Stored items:
BEGIN
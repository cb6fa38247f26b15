//! Binary crate for the `classy-weather` command-line tool.
//!
//! This crate focuses on:
//! - Parsing CLI arguments
//! - Interactive configuration and search
//! - Human-friendly output formatting

use clap::Parser;
use tracing_subscriber::EnvFilter;

mod cli;
mod render;

#[tokio::main]
async fn main() -> anyhow::Result<()> {
    // Logs go to stderr; stdout carries the rendered forecast.
    tracing_subscriber::fmt()
        .with_env_filter(EnvFilter::try_from_default_env().unwrap_or_else(|_| EnvFilter::new("error")))
        .with_writer(std::io::stderr)
        .init();

    let cmd = cli::Cli::parse();
    cmd.run().await
}
use chrono::NaiveDate;
use serde::{Deserialize, Serialize};

use crate::error::LookupError;

/// A resolved location, taken from the first entry of a geocoding response.
#[derive(Debug, Clone, PartialEq, Serialize, Deserialize)]
pub struct GeoResult {
    pub latitude: f64,
    pub longitude: f64,
    pub timezone: String,
    pub name: String,
    pub country_code: String,
}

impl GeoResult {
    /// Pick the first entry of a result set, or `NotFound` when there is none.
    pub fn first_of<I>(results: I) -> Result<Self, LookupError>
    where
        I: IntoIterator<Item = GeoResult>,
    {
        results.into_iter().next().ok_or(LookupError::NotFound)
    }
}

/// Daily forecast stored as parallel sequences.
///
/// Index `i` of every sequence describes the same calendar day; the
/// constructor refuses sequences of differing length.
#[derive(Debug, Clone, PartialEq, Serialize)]
pub struct DailyForecast {
    time: Vec<NaiveDate>,
    weather_code: Vec<i32>,
    temp_max: Vec<f64>,
    temp_min: Vec<f64>,
}

impl DailyForecast {
    pub fn new(
        time: Vec<NaiveDate>,
        weather_code: Vec<i32>,
        temp_max: Vec<f64>,
        temp_min: Vec<f64>,
    ) -> Result<Self, LookupError> {
        let len = time.len();
        if weather_code.len() != len || temp_max.len() != len || temp_min.len() != len {
            return Err(LookupError::remote(format!(
                "Forecast response has misaligned daily data (time: {}, weathercode: {}, \
                 temperature_2m_max: {}, temperature_2m_min: {})",
                len,
                weather_code.len(),
                temp_max.len(),
                temp_min.len(),
            )));
        }

        Ok(Self { time, weather_code, temp_max, temp_min })
    }

    pub fn len(&self) -> usize {
        self.time.len()
    }

    pub fn is_empty(&self) -> bool {
        self.time.is_empty()
    }

    pub fn time(&self) -> &[NaiveDate] {
        &self.time
    }

    pub fn weather_code(&self) -> &[i32] {
        &self.weather_code
    }

    pub fn temp_max(&self) -> &[f64] {
        &self.temp_max
    }

    pub fn temp_min(&self) -> &[f64] {
        &self.temp_min
    }

    /// Iterate the forecast one day at a time.
    pub fn days(&self) -> impl Iterator<Item = DayForecast> + '_ {
        (0..self.len()).map(move |i| DayForecast {
            date: self.time[i],
            weather_code: self.weather_code[i],
            temp_max: self.temp_max[i],
            temp_min: self.temp_min[i],
        })
    }
}

/// One row of a [`DailyForecast`].
#[derive(Debug, Clone, Copy, PartialEq)]
pub struct DayForecast {
    pub date: NaiveDate,
    pub weather_code: i32,
    pub temp_max: f64,
    pub temp_min: f64,
}

/// Lifecycle of the lookup for the current query.
#[derive(Debug, Clone, PartialEq, Default)]
pub enum LookupState {
    #[default]
    Idle,
    Loading,
    Success {
        location: GeoResult,
        forecast: DailyForecast,
    },
    Error(String),
}

impl LookupState {
    pub fn is_loading(&self) -> bool {
        matches!(self, LookupState::Loading)
    }

    pub fn error_message(&self) -> Option<&str> {
        match self {
            LookupState::Error(message) => Some(message),
            _ => None,
        }
    }
}
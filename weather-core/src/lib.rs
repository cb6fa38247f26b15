//! Core library for the `classy-weather` CLI.
//!
//! This crate defines:
//! - The lookup controller: query changes in, lookup state out
//! - Abstraction over the geocoding/forecast provider (Open-Meteo)
//! - Shared domain models and the lookup error taxonomy
//! - Presentation helpers (icons, day labels, flags)
//! - Configuration of the service base URLs
//!
//! It is used by `classy-weather-cli`, but can also drive other front-ends.

pub mod config;
pub mod controller;
pub mod error;
pub mod model;
pub mod present;
pub mod provider;

pub use config::Config;
pub use controller::LookupController;
pub use error::LookupError;
pub use model::{DailyForecast, DayForecast, GeoResult, LookupState};
pub use provider::{WeatherProvider, open_meteo::OpenMeteoClient};
//! Pure display helpers: weather icons, day labels, flags and temperatures.

use chrono::{Local, NaiveDate};
use once_cell::sync::Lazy;
use std::collections::HashMap;

use crate::model::DayForecast;

/// Returned by [`icon_for`] for codes outside every bucket.
pub const ICON_NOT_FOUND: &str = "NOT FOUND";

/// Label used for the current calendar day.
pub const TODAY: &str = "TODAY";

/// Offset from an ASCII capital letter to its regional indicator symbol.
const REGIONAL_INDICATOR_OFFSET: u32 = 127_397;

/// Display category of a WMO weather code.
#[derive(Debug, Clone, Copy, PartialEq, Eq, Hash)]
pub enum IconBucket {
    Clear,
    MostlyClear,
    PartlyCloudy,
    Overcast,
    Fog,
    LightRain,
    Rain,
    Snow,
    Thunderstorm,
    ThunderstormHail,
}

impl IconBucket {
    /// WMO codes belonging to each bucket. Buckets are disjoint.
    const TABLE: &'static [(&'static [i32], IconBucket)] = &[
        (&[0], IconBucket::Clear),
        (&[1], IconBucket::MostlyClear),
        (&[2], IconBucket::PartlyCloudy),
        (&[3], IconBucket::Overcast),
        (&[45, 48], IconBucket::Fog),
        (&[51, 56, 61, 66, 80], IconBucket::LightRain),
        (&[53, 55, 57, 63, 65, 67, 81, 82], IconBucket::Rain),
        (&[71, 73, 75, 77, 85, 86], IconBucket::Snow),
        (&[95], IconBucket::Thunderstorm),
        (&[96, 99], IconBucket::ThunderstormHail),
    ];

    pub fn from_wmo_code(code: i32) -> Option<Self> {
        static BY_CODE: Lazy<HashMap<i32, IconBucket>> = Lazy::new(|| {
            IconBucket::TABLE
                .iter()
                .flat_map(|(codes, bucket)| codes.iter().map(move |code| (*code, *bucket)))
                .collect()
        });

        BY_CODE.get(&code).copied()
    }

    pub fn glyph(&self) -> &'static str {
        match self {
            Self::Clear => "☀️",
            Self::MostlyClear => "🌤",
            Self::PartlyCloudy => "⛅️",
            Self::Overcast => "☁️",
            Self::Fog => "🌫",
            Self::LightRain => "🌦",
            Self::Rain => "🌧",
            Self::Snow => "🌨",
            Self::Thunderstorm => "🌩",
            Self::ThunderstormHail => "⛈",
        }
    }

    pub fn description(&self) -> &'static str {
        match self {
            Self::Clear => "Clear",
            Self::MostlyClear => "Mostly clear",
            Self::PartlyCloudy => "Partly cloudy",
            Self::Overcast => "Overcast",
            Self::Fog => "Fog",
            Self::LightRain => "Light rain showers",
            Self::Rain => "Rain",
            Self::Snow => "Snow",
            Self::Thunderstorm => "Thunderstorm",
            Self::ThunderstormHail => "Thunderstorm with hail",
        }
    }
}

/// Glyph for a WMO weather code, or [`ICON_NOT_FOUND`].
pub fn icon_for(weather_code: i32) -> &'static str {
    IconBucket::from_wmo_code(weather_code)
        .map(|bucket| bucket.glyph())
        .unwrap_or(ICON_NOT_FOUND)
}

/// `"TODAY"` when `date` is the same calendar day as `today`, otherwise the
/// short weekday name ("Mon").
pub fn day_label(date: NaiveDate, today: NaiveDate) -> String {
    if date == today {
        TODAY.to_string()
    } else {
        date.format("%a").to_string()
    }
}

/// [`day_label`] against the current day in the local time zone.
pub fn day_label_local(date: NaiveDate) -> String {
    day_label(date, Local::now().date_naive())
}

/// Flag emoji for a two-letter country code, in either case.
///
/// Returns `None` unless the input is exactly two ASCII letters.
pub fn flag_for(country_code: &str) -> Option<String> {
    if country_code.chars().count() != 2 {
        return None;
    }

    country_code
        .chars()
        .map(|c| {
            if !c.is_ascii_alphabetic() {
                return None;
            }
            char::from_u32(c.to_ascii_uppercase() as u32 + REGIONAL_INDICATOR_OFFSET)
        })
        .collect()
}

/// Whole degrees, rounded half away from zero, with a degree mark.
pub fn format_temperature(value: f64) -> String {
    let rounded = value.round();
    // -0.4 rounds to -0.0, which would print as "-0".
    let rounded = if rounded == 0.0 { 0.0 } else { rounded };
    format!("{rounded:.0}°")
}

/// Everything needed to render one forecast day.
#[derive(Debug, Clone, PartialEq, Eq)]
pub struct DaySummary {
    pub icon: &'static str,
    pub label: String,
    pub min: String,
    pub max: String,
}

pub fn summarize(day: &DayForecast, today: NaiveDate) -> DaySummary {
    DaySummary {
        icon: icon_for(day.weather_code),
        label: day_label(day.date, today),
        min: format_temperature(day.temp_min),
        max: format_temperature(day.temp_max),
    }
}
END
From the line with "char::from_u32(c.to_ascii_uppercase() as u32" through the last line of the records, set down every line exactly as written and leave out all others.

Exercise result:
            char::from_u32(c.to_ascii_uppercase() as u32 + REGIONAL_INDICATOR_OFFSET)
        })
        .collect()
}

/// Whole degrees, rounded half away from zero, with a degree mark.
pub fn format_temperature(value: f64) -> String {
    let rounded = value.round();
    // -0.4 rounds to -0.0, which would print as "-0".
    let rounded = if rounded == 0.0 { 0.0 } else { rounded };
    format!("{rounded:.0}°")
}

/// Everything needed to render one forecast day.
#[derive(Debug, Clone, PartialEq, Eq)]
pub struct DaySummary {
    pub icon: &'static str,
    pub label: String,
    pub min: String,
    pub max: String,
}

pub fn summarize(day: &DayForecast, today: NaiveDate) -> DaySummary {
    DaySummary {
        icon: icon_for(day.weather_code),
        label: day_label(day.date, today),
        min: format_temperature(day.temp_min),
        max: format_temperature(day.temp_max),
    }
}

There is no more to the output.